I have not played the emplex or the straub myself, but did have a store owner demo them both for me over the phone. The straub definitely had more gain and sounds just like what you are looking for as it could basically do metal with that boost. There is actually a cantus on ebay right now for around $1700 or so. 

I hear that Budda superdrive amps do exactly what you want, but arent ptp handwired exactly. Same with the bogner extacy. In fact that amp has a clean channel a plexi channel and a high gain channel. Same with the new EVH III, which I have heard very good things. 

For high end boutique you may want to try a Custom Audio Electronics 50 or 100 watt amp. Same company that makes the Badger (Suhr). 
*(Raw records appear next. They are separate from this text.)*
#[derive(Debug, Clone, Copy, PartialEq, Eq)]
enum Command {
    Run,
    Pause,
    Shutdown,
}

/// Counters for one cycle.
#[derive(Debug, Clone, Default, PartialEq, Eq)]
pub struct CycleReport {
    pub fetched: usize,
    pub forwarded: usize,
    pub already_resolved: usize,
    pub below_minimum: usize,
    pub retry_pending: usize,
    pub failed_permanent: usize,
}

#[derive(Debug, Clone, PartialEq, Eq)]
pub enum CycleOutcome {
    Completed(CycleReport),
    /// Listing failed in a way worth retrying; wait this long first.
    Backoff(Duration),
    /// Listing was refused; nothing forwarded, try again next interval.
    Skipped,
    AuthRequired(Provider),
    /// A pause or shutdown arrived between two sends.
    Interrupted(CycleReport),
}

enum ForwardResult {
    Done(CycleReport),
    Interrupted(CycleReport),
    AuthRequired(Provider),
}

/// Remote control for a running engine.
#[derive(Clone)]
pub struct EngineHandle {
    commands: Arc<watch::Sender<Command>>,
    state: watch::Receiver<EngineState>,
    tokens: Arc<TokenStore>,
}

impl EngineHandle {
    pub fn pause(&self) {
        info!("Pause requested");
        self.commands.send_replace(Command::Pause);
    }

    pub fn resume(&self) {
        info!("Resume requested");
        self.commands.send_replace(Command::Run);
    }

    /// Stops the loop after the send in flight, if any, has been recorded.
    pub fn shutdown(&self) {
        info!("Shutdown requested");
        self.commands.send_replace(Command::Shutdown);
    }

    /// Drops the provider's credentials so the operator must authorize again.
    pub fn force_auth(&self, provider: Provider) {
        self.tokens.clear(provider);
    }

    /// Hands over credentials from a completed authorization; a paused engine picks them up.
    pub fn supply_credentials(&self, credentials: Credentials) {
        self.tokens.set_credentials(credentials);
    }

    pub fn state(&self) -> EngineState {
        self.state.borrow().clone()
    }

    pub fn watch_state(&self) -> watch::Receiver<EngineState> {
        self.state.clone()
    }
}

pub struct SyncEngine {
    config: SyncConfig,
    tokens: Arc<TokenStore>,
    source: Arc<dyn PaymentSource>,
    sink: Arc<dyn AlertSink>,
    ledger: Ledger,
    events: EventBus,
    clock: Arc<dyn Clock>,
    backoff: Backoff,
    state: watch::Sender<EngineState>,
    commands: watch::Receiver<Command>,
    handle_alive: bool,
    token_changes: watch::Receiver<u64>,
}
use super::{classify_status, classify_transport, Payment, PaymentSource};
use async_trait::async_trait;
use chrono::{DateTime, TimeZone, Utc};
use rust_decimal::Decimal;
use serde_json::Value;
use std::str::FromStr;
use std::sync::Arc;
use std::time::Duration;
use tracing::{debug, warn};

use crate::auth::{Provider, TokenStore};
use crate::error::SourceError;

const UNKNOWN_SENDER: &str = "Unknown";

/// Incoming transfers from the market's payment history.
pub struct LolzteamSource {
    api_base: String,
    currency: String,
    tokens: Arc<TokenStore>,
    client: reqwest::Client,
}

impl LolzteamSource {
    pub fn new(api_base: impl Into<String>, tokens: Arc<TokenStore>, timeout: Duration) -> reqwest::Result<Self> {
        Ok(Self {
            api_base: api_base.into().trim_end_matches('/').to_string(),
            currency: "RUB".to_string(),
            tokens,
            client: reqwest::Client::builder().timeout(timeout).build()?,
        })
    }
}

#[async_trait]
impl PaymentSource for LolzteamSource {
    fn name(&self) -> &str {
        "Lolzteam"
    }

    async fn list_recent(&self, since: DateTime<Utc>) -> Result<Vec<Payment>, SourceError> {
        let token = self.tokens.access_token(Provider::Source).await?;

        let resp = self
            .client
            .get(format!("{}/user/payments", self.api_base))
            .bearer_auth(&token)
            .query(&[
                ("type", "receiving_money"),
                ("show_payment_stats", "false"),
                ("is_hold", "false"),
            ])
            .send()
            .await
            .map_err(classify_transport)?;

        if !resp.status().is_success() {
            return Err(classify_status(resp.status(), resp.headers()));
        }

        let body: Value = resp
            .json()
            .await
            .map_err(|e| SourceError::Permanent(format!("malformed payment list: {e}")))?;

        let payments = parse_payments(&body, since, &self.currency)?;
        debug!(count = payments.len(), since = %since, "Fetched payments");
        Ok(payments)
    }
}

/// Normalizes the `payments` map (id -> entry) of the history response.
fn parse_payments(body: &Value, since: DateTime<Utc>, currency: &str) -> Result<Vec<Payment>, SourceError> {
    let entries = match body.get("payments") {
        Some(Value::Object(map)) => map,
        // An empty history is serialized as a JSON list.
        Some(Value::Array(list)) if list.is_empty() => return Ok(Vec::new()),
        _ => {
            return Err(SourceError::Permanent(
                "payment list response has no 'payments' object".to_string(),
            ))
        }
    };

    let mut payments = Vec::new();
    for (id, entry) in entries {
        let Some(received_at) = entry
            .get("operation_date")
            .and_then(Value::as_i64)
            .and_then(|secs| Utc.timestamp_opt(secs, 0).single())
        else {
            warn!(payment_id = %id, "Skipping payment without operation date");
            continue;
        };
        if received_at < since {
            continue;
        }

        let Some(amount) = entry.get("incoming_sum").and_then(parse_amount) else {
            warn!(payment_id = %id, "Skipping payment with unreadable amount");
            continue;
        };

        let data = entry.get("data");
        let text = |key: &str| {
            data.and_then(|d| d.get(key))
                .and_then(Value::as_str)
                .map(str::to_string)
        };

        payments.push(Payment {
            id: id.clone(),
            amount,
            currency: currency.to_string(),
            sender: text("username").unwrap_or_else(|| UNKNOWN_SENDER.to_string()),
            message: text("commentPlain").unwrap_or_default(),
            received_at,
        });
    }

    Ok(payments)
}

fn parse_amount(value: &Value) -> Option<Decimal> {
    let amount = match value {
        Value::String(s) => Decimal::from_str(s.trim()).ok()?,
        // Go through the textual form to avoid binary float artifacts.
        Value::Number(n) => Decimal::from_str(&n.to_string())
            .or_else(|_| Decimal::from_scientific(&n.to_string()))
            .ok()?,
        _ => return None,
    };
    (!amount.is_sign_negative()).then(|| amount.normalize())
}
Let us know what you end up with.


----------



## Lemmy Hangslong (May 11, 2006)

> I am in the market for a new amp, I have some $$ to spend and would like to get something hand wired. I am looking for input I gig a few times a month, mainly playing a mix of classic rock(EVH, Hendrix....) and newer higher gain stuff. So I basically want a classic plexi type amp with the option to go high gain (with tubes, not pedals). I am looking at these 3 amps:
> TopHat Emplexador LINK- I am not sure this goes high gain enough for me, the one I played had the classic sound down, but didn't seem to have the overdrive/gain. But it sounded good.
> Straub Cantus-(LINK) This thing seems to be exactly what I want, but I haven't played one. The reviews are all 100% positive and the boost switch is supposed to take it into AC/DC territory and beyond. The master gets really high marks, and I like the wood cab/lightup face.
> Blockhead-Custom 50 LINK. This is also right up my alley, and sounds very similar to the Straub layout but a LOT more $$$. It sounds perfect, but the extra $$$ may be too much for me and I like the Straub cabinet/asthetics a lot more. I wish I could play these side by side...
> ...


To each his own... but the Top hat Emplexador is just not for me... like some Bad Cats I've heard this particular Top Hat just does not reach that majic for me.

The Straub is a nice amp... more plexi than the TH with the obvious gain boost but I just don't get the lack of clarity a definition these amps can have at times... and that midrange hump is not for me either... the same cannot be said about great plexi.

No comment on the Blockhead... have no experience with that one.

Going on what you said I would recommend a Koch Multitone 100 ( 3 channel ), Soldano Hot Rod 50 ( pre 94 ), Soldano SLO 100 ( 2 channel ), or a Randall MTS with the Plexi or even better the Brahma preamp module ( in 1, 2, or 3 channel ). Splawn also makes some nice stuff as does Wizard and Peters.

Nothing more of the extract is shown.